Have a myARF account?

A Preview of the Journal of Advertising Research

December 2016 (Vol. 56, Issue 4)



Editor’s Desk
Finding Insights on Hard-to-Reach Targets
Editor Emeritus Geoffrey Precourt summarizes the feature articles in “Hard-to-Reach Targets,” the special theme section of this issue of the Journal of Advertising Research. “The more we learn how to use the massive infusion of data driven by a new digital ecosystem, so do tools of marketing research become richer, more tactical, and better channeled to understand specific issues,” Precourt observes. “Indeed, advertising strategists now can depend on inventive, highly focused studies to learn more about targets that traditionally have been hard to reach.”

Speaker’s Box
Digital Engagement: Opportunities and Risks for Sponsors
Consumer-Viewpoint and Practical Considerations for Marketing via Mobile and Digital Platforms

Angeline Close Scheinbaum, an associate professor at The University of Texas at Austin, begins her essay with this impressive Brandwatch statistic: “At the beginning of 2016, there were 2.3 billion consumers with active social media accounts, and, on average, these consumers each had five social media accounts.” She adds, “Such pervasiveness points to a need for marketers to focus on engaging consumers on social media and other digital environments.” Close Scheinbaum applies definitions of engagement across practitioner and consumer contexts.

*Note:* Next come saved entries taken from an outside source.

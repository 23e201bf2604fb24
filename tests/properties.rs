//! Property tests for classification bounds and edit idempotence

use fixpilot::applier::edits::{add_dependency, add_import};
use fixpilot::applier::{Edit, ProtectedPaths};
use fixpilot::classifier::ProblemClassifier;
use fixpilot::proposer::DependencyCoordinates;
use fixpilot::types::FailureRecord;
use quickcheck::TestResult;
use quickcheck_macros::quickcheck;
use tempfile::TempDir;

fn identifier(raw: &str) -> Option<String> {
    let ident: String = raw
        .chars()
        .filter(|c| c.is_ascii_alphanumeric())
        .take(24)
        .collect();
    match ident.chars().next() {
        Some(c) if c.is_ascii_alphabetic() => Some(ident),
        _ => None,
    }
}

fn apply(content: &str, edit: Edit) -> String {
    match edit {
        Edit::Changed(updated) => updated,
        Edit::Unchanged => content.to_string(),
    }
}

#[quickcheck]
fn prop_classification_is_deterministic_and_bounded(
    error_type: String,
    message: String,
    trace: String,
) -> bool {
    let classifier = ProblemClassifier::new();
    let record = FailureRecord::new("prop", error_type, message, trace);

    let first = classifier.classify(&record);
    let second = classifier.classify(&record);

    first == second
        && (0.0..=1.0).contains(&first.confidence)
        && (1..=5).contains(&first.priority)
}

#[quickcheck]
fn prop_add_import_is_idempotent(class: String, body: String) -> TestResult {
    let Some(class) = identifier(&class) else {
        return TestResult::discard();
    };
    let statement = format!("import io.leanda.ng.shared.models.{};", class);
    let source = format!("package acme.orders;\n\n// {}\nclass Order {{}}\n", body.replace('\n', " "));

    let once = apply(&source, add_import(&source, &statement));
    let twice = add_import(&once, &statement);

    TestResult::from_bool(
        !twice.is_changed() && once.matches(statement.as_str()).count() == 1,
    )
}

#[quickcheck]
fn prop_add_dependency_is_idempotent(artifact: String, existing: bool) -> TestResult {
    let Some(artifact) = identifier(&artifact) else {
        return TestResult::discard();
    };
    let coords = DependencyCoordinates {
        group_id: "io.leanda.ng".to_string(),
        artifact_id: format!("x-{}", artifact),
        version: "1.0.0".to_string(),
    };
    let pom = if existing {
        "<project>\n    <dependencies>\n    </dependencies>\n</project>\n"
    } else {
        "<project>\n</project>\n"
    };

    let once = apply(pom, add_dependency(pom, &coords));
    let twice = add_dependency(&once, &coords);
    let tag = format!("<artifactId>{}</artifactId>", coords.artifact_id);

    TestResult::from_bool(
        !twice.is_changed()
            && once.matches(tag.as_str()).count() == 1
            && once.matches("<dependencies>").count() == 1,
    )
}

#[quickcheck]
fn prop_everything_below_protected_dir_is_protected(segments: Vec<String>) -> TestResult {
    let parts: Vec<String> = segments.iter().filter_map(|s| identifier(s)).take(6).collect();
    if parts.is_empty() {
        return TestResult::discard();
    }

    let temp = TempDir::new().unwrap();
    let guard = ProtectedPaths::from_rules(temp.path(), ["scripts/**"]).unwrap();

    let inside = format!("scripts/{}", parts.join("/"));
    let outside = format!("services/{}", parts.join("/"));

    TestResult::from_bool(guard.is_protected(&inside) && !guard.is_protected(&outside))
}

Digital consumer engagement, she cautions, offers a route to engage consumers with a brand or message in an online or mobile platform, where marketers should consider both the consumer viewpoint and practical components and use all available measures of impact. One threat is under delivery of sponsored content on social media, due partly to constraints in copywriting. “Namely, the advertisement may be too copy heavy for digital delivery. Facebook, in its business support, sets a limit that only 20 percent of an advertisement can be text,” Close Scheinbaum notes. Furthermore, intense digital consumer engagement, such as the 2016 Pokémon Go augmented reality phenomenon, may lead to some unintended and unwanted consequences. Close Scheinbaum warns that it is possible for a brand to “over engage,” which may lead to a diminishing return on investment.

Numbers, Please
The Future of Retail is Mobile:
How Mobile Marketing Dynamics Are Shaping the Future of Retail

Marketers who look only at the bottom-line effects of mobile shopper activity on retailing are missing important clues about the future. “Mobile still is not a significant channel in driving actual purchases,” observe comScore, Inc. CEO, Gian M. Fulgoni, and VP of Marketing and Insights, Andrew Lipsman. Yet, “data from Deloitte forecast that in 2016, mobile will have influenced $689 billion in U.S. in-store sales, up from just $158 billion in 2012—a compound annual growth rate of 45 percent. These mobile-influenced sales figures account for in-store product purchases for which a mobile device aided in the shopping experience.” Another window onto the future of a mobile-driven retail sector: channel growth—the year-over-year rate of spending growth within brick-and mortar, desktop, and mobile retail sectors. Mobile’s 49 percent year-over-year channel growth rate in the 2015 holiday shopping season “meant that it had an overall retail growth contribution of 1.2 points out of the total estimated retail growth of 3.9 percent. In other words,” the authors write, “mobile represented about 30 percent of the growth contribution, despite only directly contributing 2.4 percent of discretionary spending. That growth contribution outpaced that of desktop e-commerce and was not so far behind the 2.0 percent contribution of the brick and-mortar channel.” Marketers should take cues from big retailers like Amazon, eBay, Target and Kohl’s that have created successful mobile apps that address a broad range of customer needs, and from research demonstrating that mobile advertising that can be more effective than online. “Retailers that want to stay relevant will deliver seamless omnichannel shopping,” Fulgoni and Lipman add.


How Advertising Works

Advertising across Platforms: Conditions for Multimedia Campaigns –
A Method for Determining Optimal Media Investment and Creative Strategies across Platforms

The Advertising Research Foundation (ARF)’s “How Advertising Works” research initiative combines original experiments with research from outside suppliers. The goal: to offer practical guidance for improving advertising effectiveness—and the return on investment (ROI) for marketing spend—in a complex multimedia world. ARF executive researchers Jasper Snyder and Manuel Garcia-Garcia describe their two-year collaborative study of the conditions under which inserting multiple platforms in a campaign leads to specific advertising effects. The evidence overwhelmingly points to higher ROI from advertising on multiple platforms than advertising on a single platform only, with the most powerful results coming from reinforcing television with digital strategies.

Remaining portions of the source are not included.